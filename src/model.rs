use crate::error::ConfigError;
use serde::{Deserialize, Serialize};
use std::fmt;
use std::path::Path;
use std::str::FromStr;

/// Which containers under the input folder the pipeline picks up.
#[derive(Debug, Clone, Copy, PartialEq, Eq, Default, Serialize, Deserialize)]
#[serde(rename_all = "snake_case")]
pub enum FormatFilter {
    #[default]
    MovOnly,
    AllSupported,
}

impl FormatFilter {
    pub fn label(self) -> &'static str {
        match self {
            FormatFilter::MovOnly => "MOV only",
            FormatFilter::AllSupported => "All supported formats",
        }
    }

    pub fn as_arg(self) -> &'static str {
        match self {
            FormatFilter::MovOnly => "mov",
            FormatFilter::AllSupported => "all",
        }
    }
}

#[derive(Debug, Clone, Copy, PartialEq, Eq, Default, Serialize, Deserialize)]
#[serde(rename_all = "snake_case")]
pub enum StreamSelection {
    #[default]
    Stream0,
    Stream1,
    /// Every audio stream folded into one multichannel WAV.
    AllStreamsMultichannel,
}

impl StreamSelection {
    pub fn label(self) -> &'static str {
        match self {
            StreamSelection::Stream0 => "Stream 0 (default)",
            StreamSelection::Stream1 => "Stream 1",
            StreamSelection::AllStreamsMultichannel => "All streams to multichannel WAV",
        }
    }

    pub fn as_arg(self) -> &'static str {
        match self {
            StreamSelection::Stream0 => "0",
            StreamSelection::Stream1 => "1",
            StreamSelection::AllStreamsMultichannel => "all",
        }
    }
}

#[derive(Debug, Clone, Copy, PartialEq, Eq, Default, Serialize, Deserialize)]
pub enum SampleRate {
    #[serde(rename = "44100")]
    Hz44100,
    #[default]
    #[serde(rename = "48000")]
    Hz48000,
    #[serde(rename = "96000")]
    Hz96000,
}

impl SampleRate {
    pub fn hz(self) -> u32 {
        match self {
            SampleRate::Hz44100 => 44_100,
            SampleRate::Hz48000 => 48_000,
            SampleRate::Hz96000 => 96_000,
        }
    }

    pub fn label(self) -> &'static str {
        match self {
            SampleRate::Hz44100 => "44.1kHz",
            SampleRate::Hz48000 => "48kHz",
            SampleRate::Hz96000 => "96kHz",
        }
    }
}

/// PCM codec handed to the encoder; the name doubles as the bit depth.
#[derive(Debug, Clone, Copy, PartialEq, Eq, Default, Serialize, Deserialize)]
#[serde(rename_all = "snake_case")]
pub enum BitDepthCodec {
    PcmS16le,
    #[default]
    PcmS24le,
    PcmS32le,
}

impl BitDepthCodec {
    pub fn as_str(self) -> &'static str {
        match self {
            BitDepthCodec::PcmS16le => "pcm_s16le",
            BitDepthCodec::PcmS24le => "pcm_s24le",
            BitDepthCodec::PcmS32le => "pcm_s32le",
        }
    }
}

#[derive(Debug, Clone, Copy, PartialEq, Eq, Default, Serialize, Deserialize)]
#[serde(rename_all = "snake_case")]
pub enum Channels {
    Mono,
    #[default]
    Stereo,
}

impl Channels {
    pub fn count(self) -> u8 {
        match self {
            Channels::Mono => 1,
            Channels::Stereo => 2,
        }
    }

    pub fn label(self) -> &'static str {
        match self {
            Channels::Mono => "Mono",
            Channels::Stereo => "Stereo",
        }
    }
}

fn unknown(field: &'static str, value: &str) -> ConfigError {
    ConfigError::UnknownValue {
        field,
        value: value.to_string(),
    }
}

impl FromStr for FormatFilter {
    type Err = ConfigError;

    fn from_str(s: &str) -> Result<Self, Self::Err> {
        match s.trim().to_ascii_lowercase().as_str() {
            "mov" | "mov-only" => Ok(FormatFilter::MovOnly),
            "all" | "all-supported" => Ok(FormatFilter::AllSupported),
            _ => Err(unknown("format filter", s)),
        }
    }
}

impl FromStr for StreamSelection {
    type Err = ConfigError;

    fn from_str(s: &str) -> Result<Self, Self::Err> {
        match s.trim().to_ascii_lowercase().as_str() {
            "0" => Ok(StreamSelection::Stream0),
            "1" => Ok(StreamSelection::Stream1),
            "all" | "multichannel" => Ok(StreamSelection::AllStreamsMultichannel),
            _ => Err(unknown("stream selection", s)),
        }
    }
}

impl FromStr for SampleRate {
    type Err = ConfigError;

    fn from_str(s: &str) -> Result<Self, Self::Err> {
        match s.trim().to_ascii_lowercase().trim_end_matches("hz") {
            "44100" | "44.1k" => Ok(SampleRate::Hz44100),
            "48000" | "48k" => Ok(SampleRate::Hz48000),
            "96000" | "96k" => Ok(SampleRate::Hz96000),
            _ => Err(unknown("sample rate", s)),
        }
    }
}

impl FromStr for BitDepthCodec {
    type Err = ConfigError;

    fn from_str(s: &str) -> Result<Self, Self::Err> {
        match s.trim().to_ascii_lowercase().as_str() {
            "pcm_s16le" | "16" => Ok(BitDepthCodec::PcmS16le),
            "pcm_s24le" | "24" => Ok(BitDepthCodec::PcmS24le),
            "pcm_s32le" | "32" => Ok(BitDepthCodec::PcmS32le),
            _ => Err(unknown("bit depth codec", s)),
        }
    }
}

impl FromStr for Channels {
    type Err = ConfigError;

    fn from_str(s: &str) -> Result<Self, Self::Err> {
        match s.trim().to_ascii_lowercase().as_str() {
            "mono" | "1" => Ok(Channels::Mono),
            "stereo" | "2" => Ok(Channels::Stereo),
            _ => Err(unknown("channels", s)),
        }
    }
}

/// Editable form state. Lives in the UI (or the CLI flags) and is only turned into a
/// [`JobConfig`] when a run is started.
#[derive(Debug, Clone, PartialEq, Eq, Default, Serialize, Deserialize)]
#[serde(default)]
pub struct JobSettings {
    pub input_folder: String,
    pub output_folder: String,
    pub format_filter: FormatFilter,
    pub stream: StreamSelection,
    pub sample_rate: SampleRate,
    pub codec: BitDepthCodec,
    pub channels: Channels,
    pub normalize: bool,
    pub embed_ixml: bool,
    pub dry_run: bool,
}

/// Options frozen at the moment a run is accepted.
#[derive(Debug, Clone, PartialEq, Eq, Serialize, Deserialize)]
pub struct JobConfig {
    input_folder: String,
    output_folder: String,
    pub format_filter: FormatFilter,
    pub stream: StreamSelection,
    pub sample_rate: SampleRate,
    pub codec: BitDepthCodec,
    pub channels: Channels,
    pub normalize: bool,
    pub embed_ixml: bool,
    pub dry_run: bool,
}

impl TryFrom<&JobSettings> for JobConfig {
    type Error = ConfigError;

    fn try_from(s: &JobSettings) -> Result<Self, Self::Error> {
        let input_folder = s.input_folder.trim();
        let output_folder = s.output_folder.trim();
        if input_folder.is_empty() || output_folder.is_empty() {
            return Err(ConfigError::MissingFolders);
        }
        Ok(Self {
            input_folder: input_folder.to_string(),
            output_folder: output_folder.to_string(),
            format_filter: s.format_filter,
            stream: s.stream,
            sample_rate: s.sample_rate,
            codec: s.codec,
            channels: s.channels,
            normalize: s.normalize,
            embed_ixml: s.embed_ixml,
            dry_run: s.dry_run,
        })
    }
}

impl JobConfig {
    pub fn input_folder(&self) -> &str {
        &self.input_folder
    }

    pub fn output_folder(&self) -> &str {
        &self.output_folder
    }

    /// One human-readable line per facet of the run, in the order they are logged.
    pub fn summary_lines(&self) -> [String; 7] {
        [
            format!("Input folder: {}", self.input_folder),
            format!("Output folder: {}", self.output_folder),
            format!("Format filter: {}", self.format_filter.label()),
            format!(
                "Audio: {} {} {}",
                self.sample_rate.label(),
                self.codec.as_str(),
                self.channels.label()
            ),
            format!("Normalize: {}", on_off(self.normalize)),
            format!("Embed iXML: {}", on_off(self.embed_ixml)),
            format!("Stream selection: {}", self.stream.label()),
        ]
    }
}

fn on_off(flag: bool) -> &'static str {
    if flag {
        "on"
    } else {
        "off"
    }
}

#[derive(Debug, Clone, Copy, PartialEq, Eq, Default, Serialize, Deserialize)]
#[serde(rename_all = "snake_case")]
pub enum RunState {
    #[default]
    Idle,
    Running,
    Stopping,
    Completed,
}

/// Per-file outcome tag reported by the pipeline.
#[derive(Debug, Clone, Copy, PartialEq, Eq, Serialize, Deserialize)]
#[serde(rename_all = "kebab-case")]
pub enum Outcome {
    Ready,
    MissingMetadata,
    Error,
    Probed,
}

/// One progress event from the conversion pipeline, describing a single source file.
#[derive(Debug, Clone, PartialEq, Eq, Serialize, Deserialize)]
pub struct ConversionEvent {
    pub source: String,
    #[serde(default)]
    pub output: Option<String>,
    #[serde(default)]
    pub timecode: Option<String>,
    #[serde(default)]
    pub reel: Option<String>,
    /// Free-form explanation, usually only present on errors.
    #[serde(default)]
    pub detail: Option<String>,
    pub outcome: Outcome,
}

impl ConversionEvent {
    pub fn new(source: impl Into<String>, outcome: Outcome) -> Self {
        Self {
            source: source.into(),
            output: None,
            timecode: None,
            reel: None,
            detail: None,
            outcome,
        }
    }

    pub fn with_timecode(mut self, timecode: impl Into<String>) -> Self {
        self.timecode = Some(timecode.into());
        self
    }

    pub fn with_reel(mut self, reel: impl Into<String>) -> Self {
        self.reel = Some(reel.into());
        self
    }

    pub fn with_detail(mut self, detail: impl Into<String>) -> Self {
        self.detail = Some(detail.into());
        self
    }
}

#[derive(Debug, Clone, Copy, PartialEq, Eq, Serialize, Deserialize)]
#[serde(rename_all = "snake_case")]
pub enum RowStatus {
    Pending,
    Ready,
    DryRun,
    MissingMetadata,
    Error,
}

impl RowStatus {
    pub fn label(self) -> &'static str {
        match self {
            RowStatus::Pending => "Pending",
            RowStatus::Ready => "Ready",
            RowStatus::DryRun => "Dry run",
            RowStatus::MissingMetadata => "Missing metadata",
            RowStatus::Error => "Error",
        }
    }
}

impl fmt::Display for RowStatus {
    fn fmt(&self, f: &mut fmt::Formatter<'_>) -> fmt::Result {
        f.write_str(self.label())
    }
}

#[derive(Debug, Clone, PartialEq, Eq, Serialize, Deserialize)]
pub struct ResultRow {
    pub source: String,
    pub output: String,
    pub timecode: Option<String>,
    pub reel: Option<String>,
    pub status: RowStatus,
}

impl ResultRow {
    pub fn pending(source: &str) -> Self {
        Self {
            source: source.to_string(),
            output: output_name_for(source),
            timecode: None,
            reel: None,
            status: RowStatus::Pending,
        }
    }
}

/// Destination name for a source: its final extension swapped for `.wav`.
pub fn output_name_for(source: &str) -> String {
    Path::new(source)
        .with_extension("wav")
        .to_string_lossy()
        .into_owned()
}

/// How a call to `start` ended.
#[derive(Debug, Clone, PartialEq, Eq, Serialize, Deserialize)]
pub enum RunOutcome {
    /// Folders missing; an advisory was logged.
    Rejected,
    /// Another run holds the orchestrator.
    AlreadyRunning,
    Completed { files: usize },
    Stopped,
    Failed { reason: String },
}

········

### EXERCISE DETAILS
Go through the lines above. Select every one that has the string "BitDepthCodec".

### RESULT OF THIS TASK
pub enum BitDepthCodec {
impl BitDepthCodec {
            BitDepthCodec::PcmS16le => "pcm_s16le",
            BitDepthCodec::PcmS24le => "pcm_s24le",
            BitDepthCodec::PcmS32le => "pcm_s32le",
impl FromStr for BitDepthCodec {
            "pcm_s16le" | "16" => Ok(BitDepthCodec::PcmS16le),
            "pcm_s24le" | "24" => Ok(BitDepthCodec::PcmS24le),
            "pcm_s32le" | "32" => Ok(BitDepthCodec::PcmS32le),
    pub codec: BitDepthCodec,
    pub codec: BitDepthCodec,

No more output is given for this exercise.